Financial Conditions Tightest in 15 Years, Fed Says

The Fed is researching new ways to measure financial conditions and how they’re related to economic growth.

“Worst performance in 15 years” was the judgment of a half dozen researchers at the Federal Reserve when it came to financial conditions that could reduce economic growth.

The researchers were working on a new financial conditions index (FCI), a category of metric that is supposed to reflect what can be known from a collection of financial variables. The intent is to create a single number that can succinctly reflect a broad view of the economy, like the Federal Reserve Bank of Chicago’s National Financial Conditions Index or the Bloomberg FCI.

“The main drawback of such an approach is that the weights used to aggregate the underlying financial variables are based on statistical models and do not necessarily have a straightforward economic interpretation, nor do they map changes in financial variables directly into measures of economic activity,” they wrote.
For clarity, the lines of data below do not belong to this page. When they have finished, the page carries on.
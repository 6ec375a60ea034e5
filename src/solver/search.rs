//! Solution enumeration by chronological backtracking, with optional
//! arc-consistency lookahead.

use std::collections::HashSet;
use std::str::FromStr;

use tracing::debug;

use super::ac3::ac3;
use super::error::SolveError;
use crate::constraints::Constraint;
use crate::sets::Value;
use crate::space::Space;
use crate::{Labeling, Name};

/// Solution method selector.
#[derive(Debug, Clone, Copy, PartialEq, Eq)]
pub enum Method {
    /// Chronological backtracking over the current domains.
    Backtrack,
    /// Backtracking with AC-3 propagation after every tentative
    /// assignment.
    AcLookahead,
}

impl FromStr for Method {
    type Err = SolveError;

    fn from_str(s: &str) -> Result<Self, SolveError> {
        match s {
            "backtrack" => Ok(Method::Backtrack),
            "ac-lookahead" => Ok(Method::AcLookahead),
            other => Err(SolveError::UnknownMethod(other.to_owned())),
        }
    }
}

/// Enumerates every complete labeling of `space` that satisfies all of
/// its constraints.
///
/// Solutions stream lazily, each exactly once, in the order induced by
/// the variable ordering (default: insertion order) and each domain's
/// member order. Both methods yield the same solution set; lookahead
/// prunes infeasible branches earlier at the cost of a space copy and an
/// AC-3 run per tentative assignment.
///
/// Fails with [`SolveError::NotDiscrete`] unless every current domain is
/// enumerable, and with [`SolveError::InvalidOrdering`] if a supplied
/// ordering is not a permutation of the space's variable names.
pub fn solve<'s>(
    space: &'s Space,
    method: Method,
    ordering: Option<&[Name]>,
) -> Result<Solutions<'s>, SolveError> {
    if !space.is_discrete() {
        return Err(SolveError::NotDiscrete);
    }
    let ordering = match ordering {
        Some(names) => validated_ordering(space, names)?,
        None => space.variable_names().map(String::from).collect(),
    };
    debug!(?method, variables = ordering.len(), "starting solve");
    let inner = match method {
        Method::Backtrack => Inner::Backtrack(BacktrackIter::new(space, ordering)),
        Method::AcLookahead => Inner::Lookahead(LookaheadIter::new(space, ordering)),
    };
    Ok(Solutions { inner })
}

fn validated_ordering(space: &Space, names: &[Name]) -> Result<Vec<Name>, SolveError> {
    let known: HashSet<&str> = space.variable_names().collect();
    let distinct: HashSet<&str> = names.iter().map(Name::as_str).collect();
    let is_permutation = names.len() == known.len()
        && distinct.len() == names.len()
        && names.iter().all(|n| known.contains(n.as_str()));
    if !is_permutation {
        return Err(SolveError::InvalidOrdering);
    }
    Ok(names.to_vec())
}

/// Lazy stream of solutions; see [`solve`].
pub struct Solutions<'s> {
    inner: Inner<'s>,
}

enum Inner<'s> {
    Backtrack(BacktrackIter<'s>),
    Lookahead(LookaheadIter<'s>),
}

impl Iterator for Solutions<'_> {
    type Item = Labeling;

    fn next(&mut self) -> Option<Labeling> {
        match &mut self.inner {
            Inner::Backtrack(iter) => iter.next(),
            Inner::Lookahead(iter) => iter.next(),
        }
    }
}

/// One value cursor per open decision level.
struct Cursor {
    values: Vec<Value>,
    next: usize,
}

impl Cursor {
    fn new(values: Vec<Value>) -> Self {
        Self { values, next: 0 }
    }

    fn advance(&mut self) -> Option<Value> {
        let value = self.values.get(self.next).cloned();
        self.next += 1;
        value
    }
}

fn members_of(space: &Space, name: &str) -> Vec<Value> {
    // Enumerability is checked before the search starts.
    space
        .domain(name)
        .map(|d| d.members().unwrap_or_default())
        .unwrap_or_default()
}

// ─────────────────────────────────────────────────────────────────────
// Chronological backtracking
// ─────────────────────────────────────────────────────────────────────

/// Depth-first walk over the assignment tree: at each level, bind the
/// next variable of the ordering to each of its domain values in turn;
/// prune as soon as a partial labeling turns inconsistent; yield every
/// complete labeling that satisfies the space.
struct BacktrackIter<'s> {
    space: &'s Space,
    ordering: Vec<Name>,
    stack: Vec<Cursor>,
    label: Labeling,
    started: bool,
    done: bool,
}

impl<'s> BacktrackIter<'s> {
    fn new(space: &'s Space, ordering: Vec<Name>) -> Self {
        Self {
            space,
            ordering,
            stack: Vec::new(),
            label: Labeling::new(),
            started: false,
            done: false,
        }
    }
}

impl Iterator for BacktrackIter<'_> {
    type Item = Labeling;

    fn next(&mut self) -> Option<Labeling> {
        if self.done {
            return None;
        }
        if !self.started {
            self.started = true;
            if self.ordering.is_empty() {
                self.done = true;
                return self.space.satisfied(&self.label).then(|| self.label.clone());
            }
            if self.space.consistent(&self.label) {
                self.stack
                    .push(Cursor::new(members_of(self.space, &self.ordering[0])));
            } else {
                self.done = true;
                return None;
            }
        }
        loop {
            let depth = self.stack.len();
            let Some(cursor) = self.stack.last_mut() else {
                break;
            };
            let level = depth - 1;
            let Some(value) = cursor.advance() else {
                self.stack.pop();
                self.label.remove(&self.ordering[level]);
                continue;
            };
            self.label.insert(self.ordering[level].clone(), value);
            if depth == self.ordering.len() {
                if self.space.satisfied(&self.label) {
                    return Some(self.label.clone());
                }
            } else if self.space.consistent(&self.label) {
                self.stack
                    .push(Cursor::new(members_of(self.space, &self.ordering[depth])));
            }
        }
        self.done = true;
        None
    }
}

// ─────────────────────────────────────────────────────────────────────
// AC-lookahead
// ─────────────────────────────────────────────────────────────────────

/// Backtracking interleaved with propagation: before descending on
/// `v = x`, build a child space whose constraints are the node's plus a
/// pin of `v` to `x`, run AC-3 on it, and search within the reduced
/// child. The outer space is never mutated; variables and constraints
/// are shared, only domains are copied.
struct LookaheadIter<'s> {
    space: &'s Space,
    ordering: Vec<Name>,
    stack: Vec<LookaheadFrame>,
    label: Labeling,
    started: bool,
    done: bool,
}

/// A node of the lookahead tree: the (already reduced) space in effect
/// there and the cursor over the level's candidate values.
struct LookaheadFrame {
    space: Space,
    cursor: Cursor,
}

impl<'s> LookaheadIter<'s> {
    fn new(space: &'s Space, ordering: Vec<Name>) -> Self {
        Self {
            space,
            ordering,
            stack: Vec::new(),
            label: Labeling::new(),
            started: false,
            done: false,
        }
    }
}

impl Iterator for LookaheadIter<'_> {
    type Item = Labeling;

    fn next(&mut self) -> Option<Labeling> {
        if self.done {
            return None;
        }
        if !self.started {
            self.started = true;
            if self.ordering.is_empty() {
                self.done = true;
                return self.space.satisfied(&self.label).then(|| self.label.clone());
            }
            if self.space.consistent(&self.label) {
                let root = self.space.clone();
                let cursor = Cursor::new(members_of(&root, &self.ordering[0]));
                self.stack.push(LookaheadFrame { space: root, cursor });
            } else {
                self.done = true;
                return None;
            }
        }
        loop {
            let depth = self.stack.len();
            let Some(frame) = self.stack.last_mut() else {
                break;
            };
            let level = depth - 1;
            let Some(value) = frame.cursor.advance() else {
                self.stack.pop();
                self.label.remove(&self.ordering[level]);
                continue;
            };
            self.label
                .insert(self.ordering[level].clone(), value.clone());
            if depth == self.ordering.len() {
                // A complete labeling; the pin constraints accumulated on
                // the path are trivially satisfied by their own bindings.
                if frame.space.satisfied(&self.label) {
                    return Some(self.label.clone());
                }
                continue;
            }
            let Some(variable) = frame.space.variable(&self.ordering[level]) else {
                continue;
            };
            let pin = Constraint::fixed_value_unchecked(variable, value);
            let mut child = frame.space.child_with(pin);
            ac3(&mut child);
            if child.consistent(&self.label) {
                let cursor = Cursor::new(members_of(&child, &self.ordering[depth]));
                self.stack.push(LookaheadFrame {
                    space: child,
                    cursor,
                });
            }
        }
        self.done = true;
        None
    }
}
//! consat - constraint satisfaction over discrete and continuous domains.
//!
//! A constraint satisfaction problem is declared in three steps: build
//! [`Variable`]s with explicit domains, relate them with [`Constraint`]s,
//! and bundle both into a [`Space`]. The solver layer then tightens the
//! space's domains with arc consistency ([`solver::ac3`]) and lazily
//! enumerates every satisfying labeling ([`solver::solve`]).

#[cfg(test)]
extern crate quickcheck;
#[cfg(test)]
#[macro_use(quickcheck)]
extern crate quickcheck_macros;

pub mod constraints;
pub mod sets;
pub mod solver;
pub mod space;
pub mod variables;

pub use constraints::Constraint;
pub use sets::{DiscreteSet, Domain, Interval, IntervalSet, Value};
pub use solver::{ac3, solve, Method};
pub use space::Space;
pub use variables::Variable;

/// Variable names used by labelings, spaces, and constraints.
pub type Name = String;

/// An assignment of values to variables by name.
///
/// A labeling is *partial* while some variables of a space are unbound
/// and *complete* once all of them are.
pub type Labeling = std::collections::BTreeMap<Name, Value>;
And so, the group created a new number called the FCI-G, which “depends on the recent history of three-month changes in seven financial variables: the federal funds rate, the 10-year Treasury yield, the 30-year fixed mortgage rate, the triple-B corporate bond yield, the Dow Jones total stock market index, the Zillow house price index, and the nominal broad dollar index.” With the 30-year fixed mortgage rate and Zillow house price index, there is significant contribution from real estate data.

“These models relate households’ spending and businesses’ investment decisions to changes in short- and long-term interest rates, house and equity prices, and the exchange value of the dollar, among other factors,” they wrote. Another difference from other FCIs is that the FCI-G decreases the weights of past changes.

It doesn’t represent all things or types of financial information that might be of interest, but the researchers say that movements of the FCI-G can help measure “whether financial conditions have tightened or loosened, to summarize how changes in financial conditions are associated with real GDP growth over the following year, or both.”

Researchers suggesting new economic measures will typically look at the past to see the accuracy of the representative and predictive powers. And that’s where current economic performance comes under scrutiny. “For historical context, the recent readings of the FCI-G are at their tightest levels since the Global Financial Crisis,” they wrote. That was about 15 years ago.

Given the brief but intense recession that started with the Covid-19 pandemic and the common perception that it was the worse since the GFC, that current conditions are the tightest in 15 years seems straightforward.